Video "A visit to Leonard Cohen's Chelsea Hotel": http://youtu.be/SymmcScMBOs
Cohen's music inspires Power
By Stuart Derdeyn, The Province February 6, 2012
Leonard Cohen's musical musings are at the heart of Tracey Power's new play
Photograph by: Handout photo, The Province
All of us at times have listened to lyrics and imagined a scene playing itself out to them. Put enough of those moments together and a story is created.
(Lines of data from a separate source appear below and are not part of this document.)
#[cfg(test)]
mod tests {
    use super::*;
    use tokio::io::{duplex, split, DuplexStream};

    /// A session plus the guest's end of the stream
    async fn session_pair() -> (ConsoleSession, DuplexStream) {
        let (ours, guest) = duplex(64 * 1024);
        let (reader, writer) = split(ours);
        let session = ConsoleSession::open(
            ConsoleTransport::new(reader, writer),
            &SessionOptions {
                max_buffer_bytes: 64 * 1024,
                tail_bytes: 256,
                log_file: None,
            },
        )
        .await
        .unwrap();
        (session, guest)
    }

    fn secs(n: u64) -> Duration {
        Duration::from_secs(n)
    }

    #[tokio::test]
    async fn test_match_returns_whole_line() {
        let (mut session, mut guest) = session_pair().await;
        guest
            .write_all(b"Linux version 4.5.0\r\nKernel command line: printk.time=0 console=ttyS0\r\n")
            .await
            .unwrap();

        let m = session
            .wait_for_pattern(&Pattern::new("console=ttyS0", secs(5)))
            .await
            .unwrap();
        assert_eq!(m.text, "Kernel command line: printk.time=0 console=ttyS0");
    }

    #[tokio::test]
    async fn test_output_before_wait_is_not_lost() {
        let (mut session, mut guest) = session_pair().await;
        guest.write_all(b"early banner\r\n").await.unwrap();
        tokio::time::sleep(Duration::from_millis(50)).await;

        assert!(session
            .wait_for_pattern(&Pattern::new("early banner", secs(5)))
            .await
            .is_ok());
    }

    #[tokio::test]
    async fn test_consumed_output_does_not_match_twice() {
        let (mut session, mut guest) = session_pair().await;
        guest.write_all(b"# \r\n").await.unwrap();

        let prompt = Pattern::new("# ", Duration::from_millis(200));
        session.wait_for_pattern(&prompt).await.unwrap();
        assert!(matches!(
            session.wait_for_pattern(&prompt).await,
            Err(Error::ConsoleTimeout { .. })
        ));

        // An explicit cursor still sees the whole history
        assert!(session
            .wait_for_pattern_from(&prompt, Cursor::START)
            .await
            .is_ok());
    }

    #[tokio::test]
    async fn test_timeout_is_bounded_and_session_stays_open() {
        let (mut session, mut guest) = session_pair().await;
        guest.write_all(b"still booting\r\n").await.unwrap();

        let started = std::time::Instant::now();
        let err = session
            .wait_for_pattern(&Pattern::new("login:", Duration::from_millis(300)))
            .await
            .unwrap_err();
        let elapsed = started.elapsed();
        assert!(elapsed >= Duration::from_millis(300));
        assert!(elapsed < Duration::from_secs(3));
        assert!(err.to_string().starts_with("Timed out after 300ms"));
        match err {
            Error::ConsoleTimeout { tail, .. } => assert!(tail.contains("still booting")),
            other => panic!("expected timeout, got {other}"),
        }

        // A timeout cancels only that wait
        assert_eq!(session.state(), SessionState::Open);
        guest.write_all(b"login: ").await.unwrap();
        assert!(session
            .wait_for_pattern(&Pattern::new("login:", secs(5)))
            .await
            .is_ok());
    }

    #[tokio::test]
    async fn test_pattern_split_across_chunks() {
        let (mut session, mut guest) = session_pair().await;
        let writer = tokio::spawn(async move {
            for part in [&b"Boot suc"[..], b"cessful", b".\r\n"] {
                guest.write_all(part).await.unwrap();
                tokio::time::sleep(Duration::from_millis(20)).await;
            }
            guest
        });

        let m = session
            .wait_for_pattern(&Pattern::new("Boot successful", secs(5)))
            .await
            .unwrap();
        assert_eq!(m.text, "Boot successful.");
        writer.await.unwrap();
    }

    #[tokio::test]
    async fn test_failure_literal_aborts_early() {
        let (mut session, mut guest) = session_pair().await;
        guest
            .write_all(b"Kernel panic - not syncing: VFS: Unable to mount root fs\r\n")
            .await
            .unwrap();

        let pattern = Pattern::new("Boot successful", secs(30)).with_failure("Kernel panic");
        let started = std::time::Instant::now();
        let err = session.wait_for_pattern(&pattern).await.unwrap_err();
        assert!(started.elapsed() < secs(5));
        assert!(matches!(err, Error::ConsoleFailurePattern { .. }));
    }

    #[tokio::test]
    async fn test_success_before_failure_wins() {
        let (mut session, mut guest) = session_pair().await;
        guest
            .write_all(b"Boot successful.\r\nKernel panic later\r\n")
            .await
            .unwrap();
        tokio::time::sleep(Duration::from_millis(50)).await;

        let pattern = Pattern::new("Boot successful", secs(5)).with_failure("Kernel panic");
        assert!(session.wait_for_pattern(&pattern).await.is_ok());
    }

    #[tokio::test]
    async fn test_eof_fails_fast() {
        let (mut session, mut guest) = session_pair().await;
        guest.write_all(b"reboot: Restarting system\r\n").await.unwrap();
        drop(guest);

        let started = std::time::Instant::now();
        let err = session
            .wait_for_pattern(&Pattern::new("login:", secs(30)))
            .await
            .unwrap_err();
        assert!(started.elapsed() < secs(5));
        match err {
            Error::ConsoleClosed { tail, .. } => assert!(tail.contains("Restarting")),
            other => panic!("expected closed console, got {other}"),
        }
        assert!(session.is_eof());
    }

    #[tokio::test]
    async fn test_buffered_match_survives_eof() {
        let (mut session, mut guest) = session_pair().await;
        guest.write_all(b"reboot: Restarting system\r\n").await.unwrap();
        drop(guest);

        assert!(session
            .wait_for_pattern(&Pattern::new("Restarting", secs(5)))
            .await
            .is_ok());
    }

    #[tokio::test]
    async fn test_write_reaches_guest_and_close_is_idempotent() {
        let (mut session, mut guest) = session_pair().await;
        session.write(b"uname -a\r").await.unwrap();

        let mut received = [0u8; 9];
        guest.read_exact(&mut received).await.unwrap();
        assert_eq!(&received, b"uname -a\r");

        session.close().await;
        session.close().await;
        assert_eq!(session.state(), SessionState::Closed);
        assert!(matches!(
            session.write(b"x").await,
            Err(Error::InvalidState { .. })
        ));
    }

    #[tokio::test]
    async fn test_raw_stream_is_logged_to_file() {
        let dir = tempfile::tempdir().unwrap();
        let log_file = dir.path().join("logs").join("boot.console.log");
        let (ours, mut guest) = duplex(1024);
        let (reader, writer) = split(ours);
        let mut session = ConsoleSession::open(
            ConsoleTransport::new(reader, writer),
            &SessionOptions {
                log_file: Some(log_file.clone()),
                ..SessionOptions::default()
            },
        )
        .await
        .unwrap();

        guest.write_all(b"hello\r\n").await.unwrap();
        drop(guest);
        assert!(matches!(
            session.wait_for_pattern(&Pattern::new("never", secs(5))).await,
            Err(Error::ConsoleClosed { .. })
        ));
        // EOF is marked after the log is flushed
        assert_eq!(std::fs::read(&log_file).unwrap(), b"hello\r\n");
    }
}
//! Archive member extraction with a derived-entry cache
//!
//! Extracted members live next to the downloads, keyed by the parent
//! asset's checksum and the member name. Like downloads, they are written
//! into `tmp/` first and renamed into place when complete.

mod formats;

pub use formats::{normalize_member, Format};

use std::collections::HashMap;
use std::io;
use std::path::{Path, PathBuf};
use std::sync::{Arc, Mutex};

use sha2::{Digest, Sha256};

use crate::assets::descriptor::{hash_file, AssetDescriptor, Checksum, DigestAlgorithm};
use crate::assets::store::{AssetStore, EXTRACT_DIR, TMP_DIR, UNCOMPRESS_DIR};
use crate::common::paths::ensure_dir;
use crate::common::{Error, Result};

/// A member pulled out of a verified asset
#[derive(Debug, Clone)]
pub struct ArchiveMemberHandle {
    pub asset: AssetDescriptor,
    pub member: String,
    pub path: PathBuf,
}

/// Per-request locks so concurrent callers for one derived entry do the
/// work once; later callers find the published entry
type Locks = Arc<Mutex<HashMap<(PathBuf, String), Arc<tokio::sync::Mutex<()>>>>>;

/// Extracts members from cached archives
#[derive(Debug, Clone)]
pub struct ArchiveExtractor {
    root: PathBuf,
    locks: Locks,
}

impl ArchiveExtractor {
    /// Use `root` as the cache root; derived entries go under it
    pub fn new(root: impl Into<PathBuf>) -> Self {
        Self {
            root: root.into(),
            locks: Arc::default(),
        }
    }

    /// Share the cache root of an asset store
    pub fn for_store(store: &AssetStore) -> Self {
        Self::new(store.root())
    }

    /// Extract `member` from the archive at `asset`, returning its local path
    ///
    /// A repeat call for the same asset and member is served from the cache.
    pub async fn extract(&self, asset: &Path, member: &str) -> Result<PathBuf> {
        let key = (asset.to_path_buf(), normalize_member(member).to_string());
        let lock = self.lock_for(&key)?;
        let result = {
            let _held = lock.lock().await;
            let (asset, member) = key.clone();
            let root = self.root.clone();
            tokio::task::spawn_blocking(move || extract_cached(&root, &asset, &member))
                .await
                .map_err(|e| Error::Internal(format!("extraction task failed: {}", e)))
        };
        self.release(&key, lock)?;
        result?
    }

    /// Fetch an asset through `store` and extract one member from it
    pub async fn extract_asset(
        &self,
        store: &AssetStore,
        asset: &AssetDescriptor,
        member: &str,
    ) -> Result<ArchiveMemberHandle> {
        let archive = store.fetch(asset).await?;
        let path = self.extract(&archive, member).await?;
        Ok(ArchiveMemberHandle {
            asset: asset.clone(),
            member: member.to_string(),
            path,
        })
    }

    /// Decompress a gzip or xz asset into a derived entry
    pub async fn uncompress(&self, asset: &Path) -> Result<PathBuf> {
        let key = (asset.to_path_buf(), String::new());
        let lock = self.lock_for(&key)?;
        let result = {
            let _held = lock.lock().await;
            let asset = key.0.clone();
            let root = self.root.clone();
            tokio::task::spawn_blocking(move || uncompress_cached(&root, &asset))
                .await
                .map_err(|e| Error::Internal(format!("decompression task failed: {}", e)))
        };
        self.release(&key, lock)?;
        result?
    }

    fn lock_for(&self, key: &(PathBuf, String)) -> Result<Arc<tokio::sync::Mutex<()>>> {
        let mut locks = self
            .locks
            .lock()
            .map_err(|_| Error::Internal("extraction lock poisoned".to_string()))?;
        Ok(locks.entry(key.clone()).or_default().clone())
    }

    /// Drop the map entry once no other caller holds it
    fn release(&self, key: &(PathBuf, String), lock: Arc<tokio::sync::Mutex<()>>) -> Result<()> {
        let mut locks = self
            .locks
            .lock()
            .map_err(|_| Error::Internal("extraction lock poisoned".to_string()))?;
        drop(lock);
        if locks.get(key).is_some_and(|l| Arc::strong_count(l) == 1) {
            locks.remove(key);
        }
        Ok(())
    }

    /// Where an extracted member would be published
    pub fn member_path(&self, parent: &str, member: &str) -> PathBuf {
        member_path(&self.root, parent, member)
    }
}

/// Cache key of the parent archive: its checksum if it lives in the
/// download area, otherwise the SHA-256 of its content
fn parent_key(asset: &Path) -> Result<String> {
    let from_name = asset
        .file_name()
        .and_then(|n| n.to_str())
        .and_then(|n| Checksum::parse(n).ok());
    match from_name {
        Some(checksum) => Ok(checksum.to_string()),
        None => Ok(hash_file(asset, DigestAlgorithm::Sha256)?),
    }
}

fn member_path(root: &Path, parent: &str, member: &str) -> PathBuf {
    let member = normalize_member(member);
    let key = hex::encode(Sha256::digest(member.as_bytes()));
    let base = Path::new(member)
        .file_name()
        .map(|n| n.to_string_lossy().into_owned())
        .unwrap_or_else(|| "member".to_string());
    root.join(EXTRACT_DIR).join(parent).join(&key[..16]).join(base)
}

fn extract_cached(root: &Path, asset: &Path, member: &str) -> Result<PathBuf> {
    let parent = parent_key(asset)?;
    let dest = member_path(root, &parent, member);
    if dest.is_file() {
        tracing::debug!(member, path = %dest.display(), "Using cached member");
        return Ok(dest);
    }

    let tmp_dir = root.join(TMP_DIR);
    ensure_dir(&tmp_dir)?;
    let mut tmp = tempfile::Builder::new()
        .suffix(".extract")
        .tempfile_in(&tmp_dir)?;

    if !formats::extract_member(asset, member, tmp.as_file_mut())? {
        return Err(Error::member_not_found(asset, member));
    }

    publish(tmp, &dest)?;
    tracing::info!(member, path = %dest.display(), "Extracted archive member");
    Ok(dest)
}

fn uncompress_cached(root: &Path, asset: &Path) -> Result<PathBuf> {
    let parent = parent_key(asset)?;
    let dest = root.join(UNCOMPRESS_DIR).join(parent);
    if dest.is_file() {
        return Ok(dest);
    }

    let tmp_dir = root.join(TMP_DIR);
    ensure_dir(&tmp_dir)?;
    let mut tmp = tempfile::Builder::new()
        .suffix(".uncompress")
        .tempfile_in(&tmp_dir)?;

    let bytes = formats::uncompress(asset, tmp.as_file_mut())?;
    publish(tmp, &dest)?;
    tracing::info!(path = %dest.display(), bytes, "Uncompressed asset");
    Ok(dest)
}

/// Rename into place unless another writer published `dest` first
fn publish(tmp: tempfile::NamedTempFile, dest: &Path) -> Result<()> {
    tmp.as_file().sync_all()?;
    if let Some(parent) = dest.parent() {
        ensure_dir(parent)?;
    }
    match tmp.persist_noclobber(dest) {
        Ok(_) => Ok(()),
        Err(e) if e.error.kind() == io::ErrorKind::AlreadyExists && dest.is_file() => {
            tracing::debug!(path = %dest.display(), "Derived entry already published");
            Ok(())
        }
        Err(e) => Err(Error::Io(e.error)),
    }
}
Playwright and actor Tracey Power did just that, utilizing Leonard Cohen’s music to spin a yarn about a writer seeking inspiration — one visited by past muses and intent on exploring new possibilities ¬— in her new show Chelsea Hotel.
No other text is used in the performance save the acclaimed Montreal lyricist’s poetry being performed by the six-member cast, which includes Lauren Bowler and Rachel Aberle (as the sisters of mercy), Marlene Ginader (the woman), Benjamin Elliott (the bellhop), Steve Charles (the sideman) and Adrian Glynn McMorran (the writer).
Chelsea Hotel isn’t the first musically based play from Power, whose Back to You, the Life and Music of Lucille Starr looked at an iconic Canadian country singer from the 1950s.
The new work had its origins in a music and movement “period piece” without words called “The Accordion” set in Vienna in the ’20s. As it developed, Power started considering using music with lyrics in a full length project.
“I never got past Leonard Cohen when I considered that,” says Power. “His storytelling ability, his imagery, his beautiful text and his music all seemed to fit my story of the writer who has lost his voice. There are about 30 of Cohen’s songs in the show, sometimes we use three minutes, other times only 30 seconds.”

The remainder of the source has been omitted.